19/02/2013

Juventude à solta: efeito supresa e alguma sorte; o estranho caso Gil Vicente

 
Minuto 6: o Sporting fazia o 0-2 em Barcelos, para estupefação de todos, sportinguistas incluídos. Um golo de Bruma, que fez a estreia no jogo da semana passada com o Marítimo, outro de Ilori que fez a estreia contra o Leiria, em casa, no ano passado.

Uma entrada de rompante que surpreendeu o adversário. Sim, é verdade, surpreendeu o Gil Vicente. O Gil estava à espera do Sporting 2012/2013 e saíu-lhe esta versão sub-20 cheia de inexperiência mas com vontade de mostrar serviço. Moral da história: o Gil passou os 50 minutos seguintes a correr atrás do resultado.

E a verdade é que com dois erros individuais (um deles do não tão jovem Joãozinho) chegou ao empate. E não fosse a arrancada de Miguel Lopes ao minuto 63 e o jogo seria um belo sarilho. Depois disso, alguma sorte e boa-vontade da rapaziada chegou para aguentar o 2-3 final. Que o Sporting mereceu pela primeira parte que fez, mas que podia perfeitamente ter sido 3-3.

Claro que não deixa de ser curioso que o Gil fique "surpreendido" com o Sporting. Sinceramente, oh Paulo Alves... sei que estamos muito mal mas, caramba, entrar com sobranceria frente ao Sporting não lembra ao diabo! Jogamos pouco, mas os outros só nos ganham porque nos anulam o pouco que temos. Se nos deixarem jogar, aí marcamos um ou dois golitos. Infelizmente, estou seguro que a lição foi aprendida pelo Paulo Alves e restantes "misters" da Liga.

Por outro lado, não deixa de ser curioso que ganhámos os 2 jogos desta época ao Gil Vicente com a mesma receita: supresa. Na primeira volta, um esquema tático inovador e uma estratégia suicida a terminar; na segunda volta, a miudagem da Terra do Nunca...

Agora, convirá não repetir o erro da primeira volta. Lembram-se? Na primeira volta, Sá Pinto achou que o tal abanão que se exigia, e que foi dado no jogo com o Gil Vicente, era mais do que um mero abanão, era mesmo uma estratégia a adotar (o resultado está à vista). Convém agora não repetir o erro.
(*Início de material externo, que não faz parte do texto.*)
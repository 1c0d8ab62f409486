//! Profilometer rig
//!
//! Drives a [`ScanState`] through time. User commands apply immediately;
//! the zero and scan sequences run as spawned tokio tasks that perform one
//! atomic state mutation per timer step. The phase flags are the only
//! single-writer gate: a command that arrives while a sequence runs is
//! rejected by the transition table.
//!
//! Every sequence carries a generation number. Cancelling bumps the
//! generation, so a superseded task can never touch the state again even if
//! it wakes up before its abort lands.

use crate::config::RigConfig;
use crate::state::ScanState;
use profilometer_core::{
    compute_roughness, thread_safe_none, thread_safe_rw, thread_safe_rw_map, EventDispatcher,
    Profile, ProfileSource, RandomProfileSource, RigError, RigEvent, RigListener,
    RigListenerHandle, RigPhase, ScanResult, ScanStep, ThreadSafeOption, ThreadSafeRw,
    ThreadSafeRwMap, WorkpieceClass,
};
use std::sync::Arc;
use tokio::task::{AbortHandle, JoinHandle};
use uuid::Uuid;

/// Session record plus sequencing bookkeeping
#[derive(Debug)]
struct RigInner {
    state: ScanState,
    generation: u64,
    reported_step: Option<ScanStep>,
}

/// Observable effects of one accepted mutation
#[derive(Debug, Clone, Copy)]
struct Change {
    from: RigPhase,
    to: RigPhase,
    stylus: Option<f64>,
    step: Option<ScanStep>,
    generation: u64,
}

/// Shared handles cloned into every timer task
#[derive(Clone)]
struct RigCore {
    inner: ThreadSafeRw<RigInner>,
    listeners: ThreadSafeRwMap<String, Arc<dyn RigListener>>,
    events: EventDispatcher,
}

impl RigCore {
    /// Apply `f` to the state under the write lock
    ///
    /// With `expected_generation` set, the mutation is skipped once the
    /// sequence has been superseded. With `new_sequence`, an accepted
    /// mutation starts a new generation.
    fn mutate<F>(&self, expected_generation: Option<u64>, new_sequence: bool, f: F) -> Option<Change>
    where
        F: FnOnce(&mut ScanState) -> bool,
    {
        let mut inner = self.inner.write();
        if expected_generation.is_some_and(|g| g != inner.generation) {
            tracing::debug!("Dropping step from superseded sequence");
            return None;
        }

        let from = inner.state.phase();
        let stylus_before = inner.state.stylus_position();
        if !f(&mut inner.state) {
            return None;
        }
        if new_sequence {
            inner.generation += 1;
        }

        let stylus_after = inner.state.stylus_position();
        let derived = inner.state.step();
        let step = match derived {
            Some(step) if inner.reported_step != Some(step) => {
                inner.reported_step = Some(step);
                Some(step)
            }
            _ => None,
        };

        Some(Change {
            from,
            to: inner.state.phase(),
            stylus: (stylus_after != stylus_before).then_some(stylus_after),
            step,
            generation: inner.generation,
        })
    }

    fn listeners(&self) -> Vec<Arc<dyn RigListener>> {
        self.listeners.read().values().cloned().collect()
    }

    /// Broadcast a change and await listener callbacks in order
    async fn publish(&self, change: Change) {
        if change.from != change.to {
            tracing::info!("Rig phase {} -> {}", change.from, change.to);
            self.events.publish(RigEvent::PhaseChanged {
                from: change.from,
                to: change.to,
            });
        }
        if let Some(position) = change.stylus {
            self.events.publish(RigEvent::StylusMoved(position));
            for listener in self.listeners() {
                listener.on_stylus_moved(position).await;
            }
        }
        if let Some(step) = change.step {
            self.events.publish(RigEvent::StepChanged(step));
            for listener in self.listeners() {
                listener.on_step_changed(step).await;
            }
        }
    }

    async fn complete(&self, result: ScanResult) {
        tracing::info!(
            "Scan of {} complete: Ra {:.4}, Rz {:.4}",
            result.workpiece,
            result.ra,
            result.rz
        );
        self.events.publish(RigEvent::ScanCompleted(result));
        for listener in self.listeners() {
            listener.on_complete(&result).await;
        }
    }
}

/// Virtual contact profilometer
///
/// All command methods return `true` if the command was accepted and `false`
/// if it was ignored as out of sequence.
pub struct ProfilometerRig {
    config: RigConfig,
    core: RigCore,
    source: Arc<dyn ProfileSource>,
    task: ThreadSafeOption<JoinHandle<()>>,
    abort: ThreadSafeOption<AbortHandle>,
}

impl ProfilometerRig {
    /// Create a rig with an unseeded random profile source
    pub fn new(config: RigConfig) -> Result<Self, RigError> {
        Self::with_source(config, Arc::new(RandomProfileSource))
    }

    /// Create a rig drawing profiles from `source`
    pub fn with_source(config: RigConfig, source: Arc<dyn ProfileSource>) -> Result<Self, RigError> {
        let config = config.validated()?;
        let state = ScanState::new(config.initial_stylus_position);
        let reported_step = state.step();
        Ok(Self {
            config,
            core: RigCore {
                inner: thread_safe_rw(RigInner {
                    state,
                    generation: 0,
                    reported_step,
                }),
                listeners: thread_safe_rw_map(),
                events: EventDispatcher::default(),
            },
            source,
            task: thread_safe_none(),
            abort: thread_safe_none(),
        })
    }

    /// Active configuration
    pub fn config(&self) -> &RigConfig {
        &self.config
    }

    /// Copy of the session record
    pub fn snapshot(&self) -> ScanState {
        self.core.inner.read().state.clone()
    }

    /// Current phase
    pub fn phase(&self) -> RigPhase {
        self.core.inner.read().state.phase()
    }

    /// Current stylus position
    pub fn stylus_position(&self) -> f64 {
        self.core.inner.read().state.stylus_position()
    }

    /// Samples visible so far
    pub fn profile(&self) -> Profile {
        self.core.inner.read().state.profile().clone()
    }

    /// Last step reported to listeners
    pub fn current_step(&self) -> Option<ScanStep> {
        self.core.inner.read().reported_step
    }

    /// Result of the most recent completed scan
    pub fn result(&self) -> Option<ScanResult> {
        let inner = self.core.inner.read();
        let roughness = inner.state.result()?;
        Some(ScanResult {
            ra: roughness.ra,
            rz: roughness.rz,
            workpiece: inner.state.selected_workpiece()?,
        })
    }

    /// Subscribe to the rig's event stream
    pub fn subscribe(&self) -> tokio::sync::broadcast::Receiver<RigEvent> {
        self.core.events.subscribe()
    }

    /// Register a listener for step and completion callbacks
    pub fn register_listener(&self, listener: Arc<dyn RigListener>) -> RigListenerHandle {
        let id = Uuid::new_v4().to_string();
        let handle = RigListenerHandle(id.clone());
        self.core.listeners.write().insert(id, listener);
        handle
    }

    /// Remove a previously registered listener
    pub fn unregister_listener(&self, handle: RigListenerHandle) -> bool {
        self.core.listeners.write().remove(&handle.0).is_some()
    }

    /// Number of registered listeners
    pub fn listener_count(&self) -> usize {
        self.core.listeners.read().len()
    }

    /// Place `workpiece` on the bench
    ///
    /// Clears any zero, profile and results. Ignored while zeroing or scanning.
    pub async fn select_workpiece(&self, workpiece: WorkpieceClass) -> bool {
        let Some(change) = self.core.mutate(None, false, |s| s.select(workpiece)) else {
            return false;
        };
        self.core
            .events
            .publish(RigEvent::WorkpieceSelected(workpiece));
        self.core.publish(change).await;
        true
    }

    /// Start the two-step zero sequence
    pub async fn start_zero(&self) -> bool {
        let Some(change) = self.core.mutate(None, true, |s| s.begin_zero()) else {
            return false;
        };
        self.core.publish(change).await;

        let core = self.core.clone();
        let generation = change.generation;
        let engage = self.config.zero_engage_delay;
        let settle = self.config.zero_settle_delay;
        let handle = tokio::spawn(async move {
            tokio::time::sleep(engage).await;
            let Some(change) = core.mutate(Some(generation), false, |s| s.engage_reference())
            else {
                return;
            };
            core.publish(change).await;

            tokio::time::sleep(settle).await;
            let Some(change) = core.mutate(Some(generation), false, |s| s.finish_zero()) else {
                return;
            };
            core.publish(change).await;
        });
        self.track(handle);
        true
    }

    /// Start the traverse
    ///
    /// The whole profile is generated up front and then revealed one sample
    /// per tick. Roughness is computed once the last sample is visible.
    pub async fn start_scan(&self) -> bool {
        let (phase, selected) = {
            let inner = self.core.inner.read();
            (inner.state.phase(), inner.state.selected_workpiece())
        };
        let Some(workpiece) = selected.filter(|_| phase == RigPhase::Zeroed) else {
            tracing::debug!("Ignoring start_scan in phase {}", phase);
            return false;
        };

        let total = self.config.sample_count;
        let profile = self.source.generate(workpiece, total);
        if profile.len() != total {
            tracing::error!(
                "Profile source returned {} samples, expected {}; scan refused",
                profile.len(),
                total
            );
            return false;
        }
        tracing::debug!("Generated {} samples for {}", total, workpiece);

        let Some(change) = self.core.mutate(None, true, |s| s.begin_scan()) else {
            return false;
        };
        self.core.publish(change).await;

        let core = self.core.clone();
        let generation = change.generation;
        let tick = self.config.scan_tick;
        let handle = tokio::spawn(async move {
            for (i, sample) in profile.samples().iter().enumerate() {
                tokio::time::sleep(tick).await;
                let Some(change) =
                    core.mutate(Some(generation), false, |s| s.record_sample(*sample, total))
                else {
                    return;
                };
                core.events.publish(RigEvent::SampleRecorded {
                    sample: *sample,
                    emitted: i + 1,
                    total,
                });
                core.publish(change).await;
            }

            let roughness = match compute_roughness(&profile) {
                Ok(r) => r,
                Err(e) => {
                    tracing::error!("Cannot finish scan: {}", e);
                    return;
                }
            };
            let Some(change) = core.mutate(Some(generation), false, |s| s.finish_scan(roughness))
            else {
                return;
            };
            let result = ScanResult {
                ra: roughness.ra,
                rz: roughness.rz,
                workpiece,
            };
            core.complete(result).await;
            core.publish(change).await;
        });
        self.track(handle);
        true
    }

    /// Park the stylus and clear the zero, keeping any results
    pub async fn reset(&self) -> bool {
        let Some(change) = self.core.mutate(None, false, |s| s.reset()) else {
            return false;
        };
        self.core.publish(change).await;
        true
    }

    /// Abort a running zero or scan sequence
    ///
    /// A cancelled zero returns to `Selected` with the stylus parked; a
    /// cancelled scan returns to `Zeroed` with the partial profile discarded.
    pub async fn cancel(&self) -> bool {
        let mut interrupted = None;
        let change = self.core.mutate(None, true, |s| {
            interrupted = s.cancel();
            interrupted.is_some()
        });
        let (Some(change), Some(phase)) = (change, interrupted) else {
            return false;
        };
        if let Some(abort) = self.abort.lock().take() {
            abort.abort();
        }
        tracing::warn!("Cancelled {} sequence", phase);
        self.core.events.publish(RigEvent::Cancelled(phase));
        self.core.publish(change).await;
        true
    }

    /// Wait for the running zero or scan sequence to finish
    pub async fn settle(&self) {
        let handle = self.task.lock().take();
        if let Some(handle) = handle {
            if let Err(e) = handle.await {
                if !e.is_cancelled() {
                    tracing::error!("Rig sequence failed: {}", e);
                }
            }
        }
    }

    fn track(&self, handle: JoinHandle<()>) {
        *self.abort.lock() = Some(handle.abort_handle());
        *self.task.lock() = Some(handle);
    }
}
Ou seja: convém perceber que este jogo correu bem, mas podia perfeitamente ter corrido mal; convém perceber que o Gil foi apanhado de surpresa mas os outros já não o vão ser (recordar Estoril na primeira volta); convém perceber que há ali situações diferentes (Zezinho e Dier parecem-me já preparados para o 11, Ilori e Bruma talvez não - mais do que a idade de cada um, tem a ver com a maturidade de cada um); convém, em suma, proteger estes jogadores porque os Brumas e os Iloris de hoje podem amanhã ser Nanis e Betos, mas também podem ter o ingrato papel dos (sempre assobiados) Djalós e Carriços.

Aliás, faço daqui um humilde apelo aos adeptos... Sei que pedir paciência no atual estado de coisas é pedir demais. Mas tenhamos, pelo menos, a tolerância de entender que não podemos permanentemente queimar etapas de crescimento de alguns jogadores. Não me refiro evidentemente aos que fazem mesmo falta, esses têm que jogar. Por exemplo, a dupla Ilori/Dier tinha mesmo que jogar no Sábado. Mas, a meu ver, só deve repetir-se se se voltarem a verificar os circunstancialismos desta última jornada. Caso contrário, e ainda que se entenda que o Ilori é, hoje, mais jogador do que o Boulahrouz, há que verificar com os quadros da formação quem está e quem não está preparado para ser precocemente lançado para o 11 principal. Por uma simples razão: porque se o presente correr mal, é quase certo que o futuro irá correr ainda pior. Alguma calma, pois.

E venha daí o Estoril. É para ganhar. Sim, ganhar. O que querem que faça... o meu ADN é este!